Nano-to-Atomic Hard Materials: AI-guided studies in the synthesis, characterization, and application of hard materials at the nano- and atomic-scales, including quantum dots and atomic-scale structures, with applications in catalysis, energy, electronics, and environmental solutions, where their unique nanoscale properties enhance performance and efficiency.

Quantum Materials: Exploration of AI techniques for the design and manipulation of quantum materials, focusing on applications in quantum information systems, quantum computing, and sensors, where quantum properties like coherence and entanglement are essential.

Soft Materials: AI-driven innovations in the synthesis and application of soft materials, including polymers, DNA, and other molecular structures, for use in flexible electronics, responsive materials, and biomedical devices.

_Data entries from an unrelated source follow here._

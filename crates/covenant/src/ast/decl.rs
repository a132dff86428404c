//! Declaration nodes: variables, functions, composites, interfaces,
//! transactions, and imports.

use std::rc::Rc;

use serde::{Deserialize, Serialize};
use smallvec::SmallVec;
use strum::{Display, IntoStaticStr};

use crate::{
    ast::{
        expr::Expression,
        stmt::{Block, VariableDeclaration},
        ty::{NominalType, TypeAnnotation},
    },
    position::{NodeId, Span},
};

/// Access modifier attached to declarations and composite members.
#[derive(Debug, Clone, Copy, PartialEq, Eq, Default, Display, IntoStaticStr, Serialize, Deserialize)]
pub enum Access {
    #[default]
    #[strum(serialize = "(unspecified)")]
    NotSpecified,
    /// `priv`: visible only within the declaring composite.
    #[strum(serialize = "priv")]
    Private,
    /// `pub`: externally readable, writable only by the declaring code.
    #[strum(serialize = "pub")]
    Public,
    /// `pub(set)`: externally readable and writable.
    #[strum(serialize = "pub(set)")]
    PublicSettable,
}

/// One parameter of a function, initializer, or event.
///
/// `label` is the external argument label; `None` means callers use the
/// parameter name, the label `_` means the argument is unlabeled.
#[derive(Debug, Clone, PartialEq, Serialize, Deserialize)]
pub struct Parameter {
    pub label: Option<String>,
    pub name: String,
    pub type_annotation: TypeAnnotation,
    pub span: Span,
}

impl Parameter {
    /// The label callers must write, or `None` when `_` suppresses it.
    #[must_use]
    pub fn effective_label(&self) -> Option<&str> {
        match self.label.as_deref() {
            Some("_") => None,
            Some(label) => Some(label),
            None => Some(&self.name),
        }
    }
}

/// A single pre- or post-condition: a test expression and an optional
/// message expression separated by `:`.
#[derive(Debug, Clone, PartialEq, Serialize, Deserialize)]
pub struct Condition {
    pub test: Rc<Expression>,
    pub message: Option<Rc<Expression>>,
    pub span: Span,
}

/// A function body together with its conditions.
///
/// Interface members use this with an empty block to contribute
/// conditions without providing an implementation.
#[derive(Debug, Clone, PartialEq, Serialize, Deserialize)]
pub struct FunctionBlock {
    pub pre_conditions: Vec<Condition>,
    pub post_conditions: Vec<Condition>,
    pub block: Rc<Block>,
    pub span: Span,
}

#[derive(Debug, Clone, PartialEq, Serialize, Deserialize)]
pub struct FunctionDeclaration {
    pub id: NodeId,
    pub span: Span,
    pub access: Access,
    pub name: String,
    pub name_span: Span,
    pub parameters: Vec<Parameter>,
    pub return_annotation: Option<TypeAnnotation>,
    /// Absent only inside interfaces.
    pub body: Option<FunctionBlock>,
}

/// An anonymous `fun (...) { ... }` expression.
#[derive(Debug, Clone, PartialEq, Serialize, Deserialize)]
pub struct FunctionExpression {
    pub id: NodeId,
    pub span: Span,
    pub parameters: Vec<Parameter>,
    pub return_annotation: Option<TypeAnnotation>,
    pub body: FunctionBlock,
}

/// The four composite kinds. They differ in what they admit: structures
/// are copied on transfer, resources are linear, events are instantiated
/// only by `emit`, contracts expose members to the containing account
/// scope.
#[derive(Debug, Clone, Copy, PartialEq, Eq, Display, IntoStaticStr, Serialize, Deserialize)]
#[strum(serialize_all = "lowercase")]
pub enum CompositeKind {
    Structure,
    Resource,
    Event,
    Contract,
}

/// The special functions a composite or transaction may declare.
#[derive(Debug, Clone, Copy, PartialEq, Eq, Display, IntoStaticStr, Serialize, Deserialize)]
#[strum(serialize_all = "lowercase")]
pub enum SpecialFunctionKind {
    Init,
    Destroy,
    Prepare,
    Execute,
}

#[derive(Debug, Clone, PartialEq, Serialize, Deserialize)]
pub struct SpecialFunctionDeclaration {
    pub id: NodeId,
    pub span: Span,
    pub kind: SpecialFunctionKind,
    pub parameters: Vec<Parameter>,
    /// Absent only inside interfaces.
    pub body: Option<FunctionBlock>,
}

#[derive(Debug, Clone, PartialEq, Serialize, Deserialize)]
pub struct FieldDeclaration {
    pub id: NodeId,
    pub span: Span,
    pub access: Access,
    pub is_constant: bool,
    pub name: String,
    pub name_span: Span,
    pub type_annotation: TypeAnnotation,
}

/// The members record of a composite or interface declaration.
#[derive(Debug, Clone, PartialEq, Default, Serialize, Deserialize)]
pub struct Members {
    pub fields: Vec<FieldDeclaration>,
    pub special_functions: Vec<SpecialFunctionDeclaration>,
    pub functions: Vec<Rc<FunctionDeclaration>>,
}

#[derive(Debug, Clone, PartialEq, Serialize, Deserialize)]
pub struct CompositeDeclaration {
    pub id: NodeId,
    pub span: Span,
    pub access: Access,
    pub kind: CompositeKind,
    pub name: String,
    pub name_span: Span,
    pub conformances: Vec<NominalType>,
    pub members: Members,
}

/// An interface declaration. Function bodies are optional; bodies that
/// are present contribute their pre/post conditions to implementers.
#[derive(Debug, Clone, PartialEq, Serialize, Deserialize)]
pub struct InterfaceDeclaration {
    pub id: NodeId,
    pub span: Span,
    pub access: Access,
    pub kind: CompositeKind,
    pub name: String,
    pub name_span: Span,
    pub members: Members,
}

#[derive(Debug, Clone, PartialEq, Serialize, Deserialize)]
pub struct TransactionDeclaration {
    pub id: NodeId,
    pub span: Span,
    pub fields: Vec<FieldDeclaration>,
    pub prepare: Option<SpecialFunctionDeclaration>,
    pub execute: Option<SpecialFunctionDeclaration>,
}

/// Where an import comes from: a string location or a big-endian
/// address literal.
#[derive(Debug, Clone, PartialEq, Eq, Hash, Serialize, Deserialize)]
pub enum ImportLocation {
    String(String),
    Address(Vec<u8>),
}

impl std::fmt::Display for ImportLocation {
    fn fmt(&self, f: &mut std::fmt::Formatter<'_>) -> std::fmt::Result {
        match self {
            Self::String(s) => write!(f, "{s:?}"),
            Self::Address(bytes) => {
                write!(f, "0x")?;
                for b in bytes {
                    write!(f, "{b:02x}")?;
                }
                Ok(())
            }
        }
    }
}

#[derive(Debug, Clone, PartialEq, Serialize, Deserialize)]
pub struct ImportDeclaration {
    pub id: NodeId,
    pub span: Span,
    /// Selected identifiers, empty meaning "import everything".
    pub identifiers: SmallVec<[String; 2]>,
    pub location: ImportLocation,
}

#[derive(Debug, Clone, PartialEq, Serialize, Deserialize)]
pub struct Declaration {
    pub span: Span,
    pub kind: DeclarationKind,
}

#[derive(Debug, Clone, PartialEq, Serialize, Deserialize)]
pub enum DeclarationKind {
    Variable(Rc<VariableDeclaration>),
    Function(Rc<FunctionDeclaration>),
    Composite(Rc<CompositeDeclaration>),
    Interface(Rc<InterfaceDeclaration>),
    Transaction(Rc<TransactionDeclaration>),
    Import(ImportDeclaration),
}

/// An ordered sequence of top-level declarations: one parsed source.
#[derive(Debug, Clone, PartialEq, Default, Serialize, Deserialize)]
pub struct Program {
    pub declarations: Vec<Declaration>,
}

impl Program {
    /// All import declarations in source order.
    pub fn imports(&self) -> impl Iterator<Item = &ImportDeclaration> {
        self.declarations.iter().filter_map(|d| match &d.kind {
            DeclarationKind::Import(import) => Some(import),
            _ => None,
        })
    }
}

Environmental Decontamination: AI-empowered solutions for creating sustainable materials that address pollution control, water purification, and energy-efficient systems, tackling global environmental challenges and advancing green technology.

Catalysis: Application of AI models in designing and optimizing nanocatalysts and atomic-scale catalysts for chemical reactions in environmental, industrial, and energy processes, where precise control at the atomic level can enhance efficiency and sustainability.

Sensing: AI-driven development of nano- and atomic-scale materials for sensors used in environmental monitoring, healthcare, and security, enhancing sensitivity, selectivity, and performance.

Biomedical and Pharmaceutical Applications: Utilizing AI to develop advanced nanomaterials for drug delivery, medical imaging, diagnostics, and therapeutic applications, targeting precision medicine and improving healthcare outcomes.

Energy Conversion: AI-guided discovery and optimization of materials for efficient energy conversion, including solar cells, fuel cells, and thermoelectric materials that drive renewable energy technologies.

Energy Storage: AI-driven advancements in materials for high-capacity, long-life batteries, supercapacitors, and other energy storage technologies critical for sustainable energy infrastructure.

Electronics: AI applications in designing nanomaterials for next-generation electronics, including transistors, semiconductors, and integrated circuits with enhanced performance, miniaturization, and energy efficiency.

Photonics: Development of photonic materials through AI-driven methods, enabling advancements in optical computing, telecommunications, and photonic devices that rely on precise light manipulation.

Optoelectronics: AI-driven material innovations in optoelectronics, such as light-emitting diodes (LEDs), laser diodes, and photodetectors, which are crucial for high-performance display and communication technologies.

Space and Aerospace: Application of AI to design lightweight, durable materials suited for extreme environments in space and aerospace, supporting innovations in satellite, spacecraft, and aerospace material technologies.

Information and Communication Technologies: Advancements in nanomaterials for data storage, sensors, and communication devices, where AI helps optimize material properties for high-performance, durable, and miniaturized ICT applications.

Materials Database Development: Creating comprehensive materials databases for material science, emphasizing data organization, standardization, and accessibility to accelerate materials discovery through advanced AI-driven techniques.

AI-Algorithm Innovation: Developing novel algorithms for materials prediction and optimization, enabling more efficient and accurate guidance for advanced materials design.

Machine Learning Force Fields: Developing efficient and accurate machine learning-based force fields enables precise modeling of atomic interactions, bridging the gap between computational speed and predictive accuracy in atomic simulations.

AI for Materials encourages contributions from all areas where AI intersects with material science, welcoming both experimental and theoretical studies that address cross-disciplinary challenges. This scope ensures that the journal serves as a comprehensive resource for novel AI methodologies and applications in material science, showcasing innovations with broad applicability across sectors and disciplines.